To prevent somebody from taking advantage of this, we can make a rule that people can buy “Ledger Coin” (our own cryptocurrency) with cash, that all transactions are made in Ledger Coin, and that overspending isn’t allowed.
Now, “settling up” is done automatically, since all transactions are made in Ledger Coin.
At any point in time, you can turn your Ledger Coin into cash, but you can only make transactions with Ledger Coin that you have.
Wait! How can ledger coin have any actual value?
Ledger coin and any other currency has value because people think they do. If people are willing to give cash or services in exchange for your ledger coin then it’s valuable.
Right now the ledger is on a website. If the website goes down or gets hacked, nobody will be able to trade currency. If the website owner changes the rules, then everybody could suffer.
Centralized systems only need one point of failure to be compromised. Decentralizing the ledger solves this problem, by giving everyone a copy of the ledger.
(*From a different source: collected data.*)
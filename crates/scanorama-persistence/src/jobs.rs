//! `ScanJob` repository: create, status update, and lookup.

use crate::gateway::PersistenceGateway;
use chrono::{DateTime, Utc};
use scanorama_core::{Error, JobStatus, Result, ScanJob, ScanStats};
use sqlx::Row;
use std::str::FromStr;
use uuid::Uuid;

impl PersistenceGateway {
    /// Insert a new `ScanJob` row with `status = Pending`, mirroring the
    /// in-memory `Job` the Worker Pool just created.
    pub async fn create_scan_job(&self, job_id: Uuid, target_id: Uuid) -> Result<ScanJob> {
        let job = ScanJob::new_pending(job_id, target_id);
        sqlx::query(
            "INSERT INTO scan_jobs (job_id, target_id, status, started_at, completed_at, stats_json, error_message) \
             VALUES (?, ?, ?, NULL, NULL, NULL, NULL)",
        )
        .bind(job_id.to_string())
        .bind(target_id.to_string())
        .bind(job.status.to_string())
        .execute(&self.pool)
        .await?;
        Ok(job)
    }

    /// Transition a job's persisted status. `started_at`/`completed_at`
    /// are kept monotonic per [`ScanJob::transition`]'s rules.
    pub async fn update_scan_job_status(
        &self,
        job_id: Uuid,
        status: JobStatus,
        stats: Option<ScanStats>,
        error_message: Option<String>,
    ) -> Result<()> {
        let mut job = self
            .get_scan_job(job_id)
            .await?
            .ok_or_else(|| Error::DatabaseQuery(format!("unknown job {job_id}")))?;

        let now = Utc::now();
        job.transition(status, now);
        job.stats = stats;
        job.error_message = error_message;

        let stats_json = job
            .stats
            .map(|s| serde_json::to_string(&s))
            .transpose()?;

        sqlx::query(
            "UPDATE scan_jobs SET status = ?, started_at = ?, completed_at = ?, stats_json = ?, error_message = ? \
             WHERE job_id = ?",
        )
        .bind(job.status.to_string())
        .bind(job.started_at.map(|t| t.to_rfc3339()))
        .bind(job.completed_at.map(|t| t.to_rfc3339()))
        .bind(stats_json)
        .bind(job.error_message)
        .bind(job_id.to_string())
        .execute(&self.pool)
        .await?;

        Ok(())
    }

    pub async fn get_scan_job(&self, job_id: Uuid) -> Result<Option<ScanJob>> {
        let row = sqlx::query(
            "SELECT job_id, target_id, status, started_at, completed_at, stats_json, error_message \
             FROM scan_jobs WHERE job_id = ?",
        )
        .bind(job_id.to_string())
        .fetch_optional(&self.pool)
        .await?;

        let Some(row) = row else { return Ok(None) };

        let status: String = row.get("status");
        let started_at: Option<String> = row.get("started_at");
        let completed_at: Option<String> = row.get("completed_at");
        let stats_json: Option<String> = row.get("stats_json");
        let target_id: String = row.get("target_id");

        Ok(Some(ScanJob {
            job_id,
            target_id: Uuid::from_str(&target_id)
                .map_err(|e| Error::Parse(format!("bad target id: {e}")))?,
            status: parse_job_status(&status)?,
            started_at: started_at.map(|s| parse_rfc3339(&s)).transpose()?,
            completed_at: completed_at.map(|s| parse_rfc3339(&s)).transpose()?,
            stats: stats_json
                .map(|s| serde_json::from_str(&s))
                .transpose()?,
            error_message: row.get("error_message"),
        }))
    }
}

fn parse_rfc3339(s: &str) -> Result<DateTime<Utc>> {
    DateTime::parse_from_rfc3339(s)
        .map(|dt| dt.with_timezone(&Utc))
        .map_err(|e| Error::Parse(format!("bad timestamp: {e}")))
}

fn parse_job_status(s: &str) -> Result<JobStatus> {
    match s {
        "pending" => Ok(JobStatus::Pending),
        "running" => Ok(JobStatus::Running),
        "completed" => Ok(JobStatus::Completed),
        "failed" => Ok(JobStatus::Failed),
        other => Err(Error::Parse(format!("unknown job status: {other}"))),
    }
}

#[cfg(test)]
mod tests {
    use super::*;

    async fn gateway() -> PersistenceGateway {
        PersistenceGateway::open(":memory:").await.unwrap()
    }

    #[tokio::test]
    async fn create_job_starts_pending() {
        let gw = gateway().await;
        let job_id = Uuid::new_v4();
        let target_id = Uuid::new_v4();
        gw.create_scan_job(job_id, target_id).await.unwrap();

        let job = gw.get_scan_job(job_id).await.unwrap().unwrap();
        assert_eq!(job.status, JobStatus::Pending);
        assert!(job.started_at.is_none());
        assert!(job.completed_at.is_none());
    }

    #[tokio::test]
    async fn transition_to_running_then_completed_sets_timestamps() {
        let gw = gateway().await;
        let job_id = Uuid::new_v4();
        gw.create_scan_job(job_id, Uuid::new_v4()).await.unwrap();

        gw.update_scan_job_status(job_id, JobStatus::Running, None, None)
            .await
            .unwrap();
        let running = gw.get_scan_job(job_id).await.unwrap().unwrap();
        assert!(running.started_at.is_some());
        assert!(running.completed_at.is_none());

        let stats = ScanStats {
            hosts_up: 2,
            hosts_down: 0,
            total_hosts: 2,
            duration_seconds: 5,
        };
        gw.update_scan_job_status(job_id, JobStatus::Completed, Some(stats), None)
            .await
            .unwrap();
        let completed = gw.get_scan_job(job_id).await.unwrap().unwrap();
        assert_eq!(completed.status, JobStatus::Completed);
        assert!(completed.completed_at.is_some());
        assert_eq!(completed.stats, Some(stats));
    }

    #[tokio::test]
    async fn failed_job_carries_error_message() {
        let gw = gateway().await;
        let job_id = Uuid::new_v4();
        gw.create_scan_job(job_id, Uuid::new_v4()).await.unwrap();

        gw.update_scan_job_status(
            job_id,
            JobStatus::Failed,
            None,
            Some("scan failed: timeout".to_string()),
        )
        .await
        .unwrap();

        let job = gw.get_scan_job(job_id).await.unwrap().unwrap();
        assert_eq!(job.status, JobStatus::Failed);
        assert_eq!(job.error_message.as_deref(), Some("scan failed: timeout"));
    }

    #[tokio::test]
    async fn updating_unknown_job_is_an_error() {
        let gw = gateway().await;
        let err = gw
            .update_scan_job_status(Uuid::new_v4(), JobStatus::Running, None, None)
            .await
            .unwrap_err();
        assert!(matches!(err, Error::DatabaseQuery(_)));
    }
}
//! Startup banner for the `scanorama` binary.

use colored::Colorize;

pub struct Banner {
    version: String,
}

impl Banner {
    pub fn new(version: &str) -> Self {
        Self {
            version: version.to_string(),
        }
    }

    pub fn print(&self) {
        println!(
            "{} {}",
            "scanorama".bright_cyan().bold(),
            format!("v{}", self.version).bright_green()
        );
        println!(
            "{}",
            "periodic port scan execution daemon".bright_black()
        );
        println!();
    }
}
Everybody has a copy of the ledger, and is in charge of keeping their own copy up to date.
Now, when Elon wants to pay Bezos $10 for his window, he’ll broadcast the message “Elon pays Bezos $10” to everyone.
There’s a really big problem with this approach. When you see the message “Elon pays You $5” how can you be sure that everybody else got this message, and that you’ll be able to use these Ledger Coins with others? Maybe Elon only sent that message to you, and nobody else.
We need a protocol that tells how to accept or reject transactions and in what order, to ensure that your copy of the ledger will be the same as everybody else’s in the world.
The solution? Trust the ledger with the most computational work put into it.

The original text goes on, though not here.